## EXTRACTED RECORDS

= = = =

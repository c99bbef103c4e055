// SPDX-FileCopyrightText: 2025 Phoenix R&D GmbH <hello@phnx.im>
//
// SPDX-License-Identifier: AGPL-3.0-or-later

//! Pure translation of DBLog actions into SQLite statements. Column order
//! is pinned (`id` first, the rest alphabetical) so the emitted SQL is
//! byte-identical across replays and platforms. Values travel as bound
//! parameters; [`render_for_diagnostics`] interpolates literals for log
//! output only.

use loomcommon::codec::{is_valid_identifier, quote_identifier};

use super::{Action, DBLogError, Migration, MigrationOp, Value};

/// One statement with its bound parameters, in execution order.
#[derive(Debug, Clone, PartialEq)]
pub struct SqlStatement {
    pub sql: String,
    pub params: Vec<Value>,
}

impl SqlStatement {
    fn bare(sql: String) -> Self {
        Self {
            sql,
            params: Vec::new(),
        }
    }
}

/// Translates one action. Migration gating happens in the replay engine;
/// this function always emits the full statement list.
pub fn translate(action: &Action) -> Result<Vec<SqlStatement>, DBLogError> {
    let table = checked_identifier(action.table())?;
    match action {
        Action::Schema { columns, .. } => {
            let mut defs = Vec::with_capacity(columns.len());
            for column in ordered_columns(columns.keys().map(String::as_str)) {
                let column_type = &columns[column];
                defs.push(format!(
                    "{} {}",
                    quote_identifier(checked_identifier(column)?),
                    column_type
                ));
            }
            Ok(vec![SqlStatement::bare(format!(
                "CREATE TABLE IF NOT EXISTS {} ({})",
                quote_identifier(table),
                defs.join(", ")
            ))])
        }
        Action::Set { id, data, .. } => {
            let columns = ordered_columns(
                data.keys()
                    .map(String::as_str)
                    .filter(|column| *column != "id"),
            );
            let mut names = vec![quote_identifier("id")];
            let mut params = vec![Value::String(id.clone())];
            for column in columns {
                names.push(quote_identifier(checked_identifier(column)?));
                params.push(data[column].clone());
            }
            let placeholders = vec!["?"; names.len()].join(", ");
            Ok(vec![SqlStatement {
                sql: format!(
                    "INSERT OR REPLACE INTO {} ({}) VALUES ({})",
                    quote_identifier(table),
                    names.join(", "),
                    placeholders
                ),
                params,
            }])
        }
        Action::Delete { id, .. } => Ok(vec![SqlStatement {
            sql: format!("DELETE FROM {} WHERE id = ?", quote_identifier(table)),
            params: vec![Value::String(id.clone())],
        }]),
        Action::Migrate { migration, .. } => translate_migration(table, migration),
    }
}

fn translate_migration(
    table: &str,
    migration: &Migration,
) -> Result<Vec<SqlStatement>, DBLogError> {
    if migration.operations.is_empty() {
        return Err(DBLogError::InvalidMigration {
            table: table.to_string(),
        });
    }
    migration
        .operations
        .iter()
        .map(|operation| {
            let sql = match operation {
                MigrationOp::AddColumn {
                    column,
                    column_type,
                } => format!(
                    "ALTER TABLE {} ADD COLUMN {} {}",
                    quote_identifier(table),
                    quote_identifier(checked_identifier(column)?),
                    column_type
                ),
                MigrationOp::DropColumn { column } => format!(
                    "ALTER TABLE {} DROP COLUMN {}",
                    quote_identifier(table),
                    quote_identifier(checked_identifier(column)?)
                ),
                MigrationOp::RenameColumn { from, to } => format!(
                    "ALTER TABLE {} RENAME COLUMN {} TO {}",
                    quote_identifier(table),
                    quote_identifier(checked_identifier(from)?),
                    quote_identifier(checked_identifier(to)?)
                ),
                MigrationOp::RenameTable { to } => format!(
                    "ALTER TABLE {} RENAME TO {}",
                    quote_identifier(table),
                    quote_identifier(checked_identifier(to)?)
                ),
            };
            Ok(SqlStatement::bare(sql))
        })
        .collect()
}

/// `id` first, everything else alphabetical.
fn ordered_columns<'a>(names: impl Iterator<Item = &'a str>) -> Vec<&'a str> {
    let mut columns: Vec<&str> = names.collect();
    columns.sort_unstable();
    if let Some(position) = columns.iter().position(|column| *column == "id") {
        let id = columns.remove(position);
        columns.insert(0, id);
    }
    columns
}

fn checked_identifier(name: &str) -> Result<&str, DBLogError> {
    if !is_valid_identifier(name) {
        return Err(DBLogError::InvalidIdentifier(name.to_string()));
    }
    Ok(name)
}

/// SQL literal rendering for diagnostics: single-quoted strings with `'`
/// doubled, composite values as JSON text.
pub fn sql_literal(value: &Value) -> String {
    match value {
        Value::Null => "NULL".to_string(),
        Value::Bool(b) => if *b { "1" } else { "0" }.to_string(),
        Value::Int(i) => i.to_string(),
        Value::Double(d) => d.to_string(),
        Value::String(s) => format!("'{}'", s.replace('\'', "''")),
        Value::Array(_) | Value::Object(_) => {
            format!("'{}'", value.to_json_text().replace('\'', "''"))
        }
    }
}

/// Interpolates parameters into the statement for log output. Never used
/// for execution.
pub fn render_for_diagnostics(statement: &SqlStatement) -> String {
    let mut out = String::with_capacity(statement.sql.len());
    let mut params = statement.params.iter();
    for chunk in statement.sql.split('?') {
        out.push_str(chunk);
        if let Some(param) = params.next() {
            out.push_str(&sql_literal(param));
        }
    }
    out
}

#[cfg(test)]
mod tests {
    use std::collections::BTreeMap;

    use super::*;

    fn schema_action() -> Action {
        Action::Schema {
            v: 1,
            dblogindex: 0,
            table: "t".into(),
            columns: BTreeMap::from([
                ("v".to_string(), "TEXT".to_string()),
                ("id".to_string(), "TEXT PRIMARY KEY".to_string()),
                ("a".to_string(), "INTEGER".to_string()),
            ]),
        }
    }

    #[test]
    fn schema_puts_id_first_then_alphabetical() {
        let statements = translate(&schema_action()).unwrap();
        assert_eq!(
            statements[0].sql,
            r#"CREATE TABLE IF NOT EXISTS "t" ("id" TEXT PRIMARY KEY, "a" INTEGER, "v" TEXT)"#
        );
    }

    #[test]
    fn set_uses_parameter_placeholders() {
        let action = Action::Set {
            v: 1,
            dblogindex: 1,
            table: "t".into(),
            id: "x".into(),
            data: BTreeMap::from([
                ("v".to_string(), Value::String("1".into())),
                ("a".to_string(), Value::Int(2)),
            ]),
        };
        let statements = translate(&action).unwrap();
        assert_eq!(
            statements[0].sql,
            r#"INSERT OR REPLACE INTO "t" ("id", "a", "v") VALUES (?, ?, ?)"#
        );
        assert_eq!(
            statements[0].params,
            vec![
                Value::String("x".into()),
                Value::Int(2),
                Value::String("1".into())
            ]
        );
    }

    #[test]
    fn delete_matches_on_id() {
        let action = Action::Delete {
            v: 1,
            dblogindex: 2,
            table: "t".into(),
            id: "x".into(),
        };
        let statements = translate(&action).unwrap();
        assert_eq!(statements[0].sql, r#"DELETE FROM "t" WHERE id = ?"#);
    }

    #[test]
    fn migration_emits_one_statement_per_operation() {
        let action = Action::Migrate {
            v: 1,
            dblogindex: 3,
            table: "t".into(),
            migration: Migration {
                version: 1,
                operations: vec![
                    MigrationOp::AddColumn {
                        column: "w".into(),
                        column_type: "INTEGER".into(),
                    },
                    MigrationOp::RenameColumn {
                        from: "a".into(),
                        to: "b".into(),
                    },
                    MigrationOp::RenameTable { to: "t2".into() },
                ],
            },
        };
        let statements = translate(&action).unwrap();
        let sql: Vec<&str> = statements.iter().map(|s| s.sql.as_str()).collect();
        assert_eq!(
            sql,
            vec![
                r#"ALTER TABLE "t" ADD COLUMN "w" INTEGER"#,
                r#"ALTER TABLE "t" RENAME COLUMN "a" TO "b""#,
                r#"ALTER TABLE "t" RENAME TO "t2""#,
            ]
        );
    }

    #[test]
    fn translation_is_deterministic() {
        let a = translate(&schema_action()).unwrap();
        let b = translate(&schema_action()).unwrap();
        assert_eq!(a, b);
    }

    #[test]
    fn invalid_identifiers_are_rejected() {
        let action = Action::Delete {
            v: 1,
            dblogindex: 0,
            table: "t;drop".into(),
            id: "x".into(),
        };
        assert_eq!(
            translate(&action).unwrap_err(),
            DBLogError::InvalidIdentifier("t;drop".into())
        );
    }

    #[test]
    fn diagnostics_escape_quotes() {
        let statement = SqlStatement {
            sql: "DELETE FROM \"t\" WHERE id = ?".into(),
            params: vec![Value::String("o'brien".into())],
        };
        assert_eq!(
            render_for_diagnostics(&statement),
            "DELETE FROM \"t\" WHERE id = 'o''brien'"
        );
    }

    #[test]
    fn empty_migration_is_invalid() {
        let action = Action::Migrate {
            v: 1,
            dblogindex: 0,
            table: "t".into(),
            migration: Migration {
                version: 1,
                operations: vec![],
            },
        };
        assert!(matches!(
            translate(&action),
            Err(DBLogError::InvalidMigration { .. })
        ));
    }
}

= = = =

## PROBLEM STATEMENT
Your answer must be the lines from the first line of the records through the line containing "id, data, ..", copied exactly.

## TASK RESPONSE
repository c99bbef103c4e055
// SPDX-FileCopyrightText: 2025 Phoenix R&D GmbH <hello@phnx.im>
//
// SPDX-License-Identifier: AGPL-3.0-or-later

//! Pure translation of DBLog actions into SQLite statements. Column order
//! is pinned (`id` first, the rest alphabetical) so the emitted SQL is
//! byte-identical across replays and platforms. Values travel as bound
//! parameters; [`render_for_diagnostics`] interpolates literals for log
//! output only.

use loomcommon::codec::{is_valid_identifier, quote_identifier};

use super::{Action, DBLogError, Migration, MigrationOp, Value};

/// One statement with its bound parameters, in execution order.
#[derive(Debug, Clone, PartialEq)]
pub struct SqlStatement {
    pub sql: String,
    pub params: Vec<Value>,
}

impl SqlStatement {
    fn bare(sql: String) -> Self {
        Self {
            sql,
            params: Vec::new(),
        }
    }
}

/// Translates one action. Migration gating happens in the replay engine;
/// this function always emits the full statement list.
pub fn translate(action: &Action) -> Result<Vec<SqlStatement>, DBLogError> {
    let table = checked_identifier(action.table())?;
    match action {
        Action::Schema { columns, .. } => {
            let mut defs = Vec::with_capacity(columns.len());
            for column in ordered_columns(columns.keys().map(String::as_str)) {
                let column_type = &columns[column];
                defs.push(format!(
                    "{} {}",
                    quote_identifier(checked_identifier(column)?),
                    column_type
                ));
            }
            Ok(vec![SqlStatement::bare(format!(
                "CREATE TABLE IF NOT EXISTS {} ({})",
                quote_identifier(table),
                defs.join(", ")
            ))])
        }
        Action::Set { id, data, .. } => {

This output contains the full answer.